Bill Clancey Named NAI Fellow

Bill Clancey

As a mathematical sciences major at Rice University in the 1970s, William “Bill” Clancey took courses in 13 different departments—ranging from philosophy and anthropology to art and music.

But it was a cover story in Life Magazine about Shakey, the first robot who could analyze and carry out consecutive commands, that opened up Clancey’s world onto the newly emergent field that he would spend much of his career working on: artificial intelligence.

Clancey was especially interested in the philosophical and psychological underpinnings of artificial intelligence, pondering questions such as: What is the nature of knowledge? What can computers do? Can knowledge be converted into a program?

“You really need to understand people and psychology if you are going to build a smart machine,” he said.

Those initial insights led Clancey down the path of a brilliant career that includes holding six patents and establishing two software companies.

Most recently, Clancey, a senior research scientist with the Florida Institute for Human and Machine Cognition (IHMC), was named a Fellow of the National Academy of Inventors (NAI).

The Tampa-based Academy named a total of 168 Fellows this week, bringing the total number of Fellows to 582. This is the fourth year that Fellows have been named.

IHMC CEO and Director Ken Ford, who is also an NAI Fellow, said, “Bill joins a league of highly distinguished scientists with this recognition.
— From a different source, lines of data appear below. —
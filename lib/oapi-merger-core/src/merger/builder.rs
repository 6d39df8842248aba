use super::Merger;
use crate::{OpenApiValidator, OutputFormat, Validator};

/// Builder for [`Merger`] instances.
///
/// # Default Configuration
///
/// - **Output format**: YAML
/// - **Validator**: [`OpenApiValidator::default()`]
///
/// # Example
///
/// ```rust
/// use oapi_merger_core::{Merger, NoopValidator, OutputFormat};
///
/// let merger = Merger::builder()
///     .with_output_format(OutputFormat::Json)
///     .with_validator(NoopValidator)
///     .build();
///
/// assert_eq!(merger.output_format(), OutputFormat::Json);
/// ```
pub struct MergerBuilder {
    output_format: OutputFormat,
    validator: Box<dyn Validator>,
}

impl MergerBuilder {
    /// Sets the encoding of the merged document.
    #[must_use]
    pub fn with_output_format(mut self, output_format: OutputFormat) -> Self {
        self.output_format = output_format;
        self
    }

    /// Replaces the validator run on the internalized document.
    ///
    /// Use [`NoopValidator`](crate::NoopValidator) to skip validation.
    #[must_use]
    pub fn with_validator(mut self, validator: impl Validator + 'static) -> Self {
        self.validator = Box::new(validator);
        self
    }

    /// Builds the [`Merger`].
    pub fn build(self) -> Merger {
        let Self {
            output_format,
            validator,
        } = self;

        Merger {
            output_format,
            validator,
        }
    }
}

impl Default for MergerBuilder {
    fn default() -> Self {
        Self {
            output_format: OutputFormat::default(),
            validator: Box::new(OpenApiValidator::default()),
        }
    }
}

impl std::fmt::Debug for MergerBuilder {
    fn fmt(&self, f: &mut std::fmt::Formatter<'_>) -> std::fmt::Result {
        f.debug_struct("MergerBuilder")
            .field("output_format", &self.output_format)
            .finish_non_exhaustive()
    }
}

#[cfg(test)]
mod tests {
    use super::*;
    use crate::{Document, Violation};

    #[test]
    fn should_default_to_yaml() {
        let merger = MergerBuilder::default().build();

        assert_eq!(merger.output_format(), OutputFormat::Yaml);
    }

    #[test]
    fn should_use_given_validator() {
        let merger = MergerBuilder::default()
            .with_validator(|_: &Document| vec![Violation::new("", "always wrong")])
            .build();
        let document = Document::new("/api/openapi.yaml", serde_json::json!({}));

        let result = merger.validate(&document);

        let error = result.expect_err("should reject document");
        assert_eq!(error.violations.len(), 1);
    }
}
He has made landmark contributions to artificial intelligence research, specifically in evaluating complex human-automation interaction in safety-critical situations.”
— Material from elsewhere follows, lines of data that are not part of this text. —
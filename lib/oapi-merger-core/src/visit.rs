//! Structural traversal of OpenAPI documents.
//!
//! References are only looked for where the OpenAPI object model allows them, so
//! example payloads and `x-` extensions holding a `$ref` key are left alone.
//! The walk uses an explicit stack: its depth does not depend on the input.

use jsonptr::{Pointer, PointerBuf};
use serde_json::{Map, Value};

use crate::ComponentKind;

/// The kind of OpenAPI object found at a location.
#[derive(Debug, Clone, Copy, PartialEq, Eq, Hash, derive_more::Display)]
pub enum NodeKind {
    /// The root OpenAPI object.
    Document,
    /// A path item, under `paths`, `webhooks` or a callback.
    PathItem,
    /// An operation of a path item.
    Operation,
    /// A parameter.
    Parameter,
    /// A request body.
    RequestBody,
    /// A response.
    Response,
    /// A header.
    Header,
    /// A media type entry of a `content` map.
    MediaType,
    /// An encoding entry of a media type.
    Encoding,
    /// A JSON schema.
    Schema,
    /// An example.
    Example,
    /// A link.
    Link,
    /// A callback: a map of expressions to path items.
    Callback,
    /// A security scheme.
    SecurityScheme,
}

impl NodeKind {
    /// The registry category holding objects of this kind.
    ///
    /// Path items and the document itself have none.
    pub fn category(self) -> Option<ComponentKind> {
        match self {
            Self::Schema => Some(ComponentKind::Schemas),
            Self::Parameter => Some(ComponentKind::Parameters),
            Self::Response => Some(ComponentKind::Responses),
            Self::Header => Some(ComponentKind::Headers),
            Self::RequestBody => Some(ComponentKind::RequestBodies),
            Self::SecurityScheme => Some(ComponentKind::SecuritySchemes),
            Self::Link => Some(ComponentKind::Links),
            Self::Callback => Some(ComponentKind::Callbacks),
            Self::Example => Some(ComponentKind::Examples),
            Self::Document
            | Self::PathItem
            | Self::Operation
            | Self::MediaType
            | Self::Encoding => None,
        }
    }
}

impl From<ComponentKind> for NodeKind {
    fn from(kind: ComponentKind) -> Self {
        match kind {
            ComponentKind::Schemas => Self::Schema,
            ComponentKind::Parameters => Self::Parameter,
            ComponentKind::Responses => Self::Response,
            ComponentKind::Headers => Self::Header,
            ComponentKind::RequestBodies => Self::RequestBody,
            ComponentKind::SecuritySchemes => Self::SecurityScheme,
            ComponentKind::Links => Self::Link,
            ComponentKind::Callbacks => Self::Callback,
            ComponentKind::Examples => Self::Example,
        }
    }
}

pub(crate) const HTTP_METHODS: [&str; 8] = [
    "get", "put", "post", "delete", "options", "head", "patch", "trace",
];

const SCHEMA_FIELDS: [&str; 11] = [
    "items",
    "additionalItems",
    "not",
    "if",
    "then",
    "else",
    "contains",
    "propertyNames",
    "unevaluatedItems",
    "unevaluatedProperties",
    "contentSchema",
];

const SCHEMA_LISTS: [&str; 4] = ["allOf", "oneOf", "anyOf", "prefixItems"];

const SCHEMA_MAPS: [&str; 5] = [
    "properties",
    "patternProperties",
    "dependentSchemas",
    "$defs",
    "definitions",
];

/// A structural node met during a walk.
#[derive(Debug, Clone)]
pub struct Node<'v> {
    /// The location of the node, relative to where the walk started.
    pub pointer: PointerBuf,
    /// The kind of object expected at this location.
    pub kind: NodeKind,
    /// The node itself.
    pub value: &'v Value,
}

impl<'v> Node<'v> {
    /// The `$ref` string when this node is a reference object.
    pub fn reference(&self) -> Option<&'v str> {
        self.value.get("$ref").and_then(Value::as_str)
    }
}

/// A reference object found during a walk.
#[derive(Debug, Clone, PartialEq, Eq)]
pub struct RefSite {
    /// The location of the reference object, relative to where the walk started.
    pub pointer: PointerBuf,
    /// The kind of object the reference stands for.
    pub kind: NodeKind,
    /// The raw `$ref` string.
    pub reference: String,
}

/// Visits every structural node of `value`, in document order.
///
/// Reference objects are visited but not descended into.
pub fn walk<'v>(value: &'v Value, kind: NodeKind, mut visit: impl FnMut(&Node<'v>)) {
    let mut stack = vec![Node {
        pointer: PointerBuf::new(),
        kind,
        value,
    }];

    while let Some(node) = stack.pop() {
        visit(&node);
        if node.kind == NodeKind::Document || node.reference().is_none() {
            let mut children = Children::new(&node.pointer);
            children.collect(node.value, node.kind);
            stack.extend(children.nodes.into_iter().rev());
        }
    }
}

/// Collects every reference object of `value`, in document order.
pub fn ref_sites(value: &Value, kind: NodeKind) -> Vec<RefSite> {
    let mut sites = Vec::new();
    walk(value, kind, |node| {
        if node.kind == NodeKind::Document {
            return;
        }
        if let Some(reference) = node.reference() {
            sites.push(RefSite {
                pointer: node.pointer.clone(),
                kind: node.kind,
                reference: reference.to_string(),
            });
        }
    });
    sites
}

struct Children<'p, 'v> {
    parent: &'p Pointer,
    nodes: Vec<Node<'v>>,
}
Clancey is most well-known for developing a work practice modeling and simulation system called Brahms, a tool for comprehensive design of work systems, relating people and automation.

Using the Brahms modeling system, scientists study the flow of information and communications in real-world work settings, and the effect of automated systems. One important practical application is the coordination among air traffic controllers, pilots and automated systems during flights.

The Brahms system, for example, could be used to help prevent miscommunication when it most matters, or as Clancey said, where “every single second counts.”

One striking example of a situation in which Brahms might have saved the day had it been applied was the mid-air collision between two planes in Überlingen, Germany in 2002 that killed 71 people. The pilots on the two planes received conflicting information from the traffic collision avoidance system (TCAS) and the air traffic controllers, leading to the collision.

“Before TCAS was deployed commercially, engineers verified that the program would give the right advice to separate the planes. What they didn’t consider is if the air traffic controllers gave conflicting advice at the same time,” Clancey said. “This is where Brahms comes in.”

Brahms could simulate, second-by-second, what pilots, air traffic controllers, and others are doing. “It simulates what is on their radar screens, who is talking to who on the radio…. You can see what is happening in a distributed way,” Clancey said.

“AI artificial intelligence systems become players in the overall choreography of what’s happening where many lives are at stake,” he continued. “The Brahms system is very broadly applicable to situations on earth, in air, in space or undersea.”

Notably, NASA applied Brahms to automate routine file communications between the International Space Station computers and support personnel at NASA centers. “In some humble way, if I could say, ‘Why do I deserve this?’ NAI Fellow … it would be the application we made using Brahms at NASA,” Clancey said.

Within the past few years, interest in Brahms has picked up across the government, he added.

“We’re just on the edge of government agencies starting to ask for proposals with this type of capability,” Clancey said. That’s not unusual, he added, since AI research has typically been a decade or two ahead of society’s readiness to apply it.

Clancey predicts that the application of these tools in the aviation world “is a story that’s going to be unfolding in the next few decades,” particularly as the air traffic control system incorporates satellite-based navigation.

Clancey also notes as a professional achievement his early involvement in a project called MYCIN, out of Stanford University. It was a system that attempted to diagnose patients based on reported symptoms and medical test results. Already way ahead of the game, MYCIN, at the outset of its development in the 1970s, was especially designed to prevent the over-prescription of antibiotics.

“If MYCIN had been deployed and used systematically, we might not have had the problem of super infections that we have today,” Clancey said.

Clancey is one of three scientists affiliated with IHMC, including Ford, to be named a NAI Fellow. Alain Rappaport, also a NAI Fellow, is on the IHMC Board of Directors.

The NAI Fellows will be inducted on April 15, 2016, as part of the Fifth Annual Conference of the National Academy of Inventors at the United States Patent and Trademark Office (USPTO) in Alexandria, Virginia.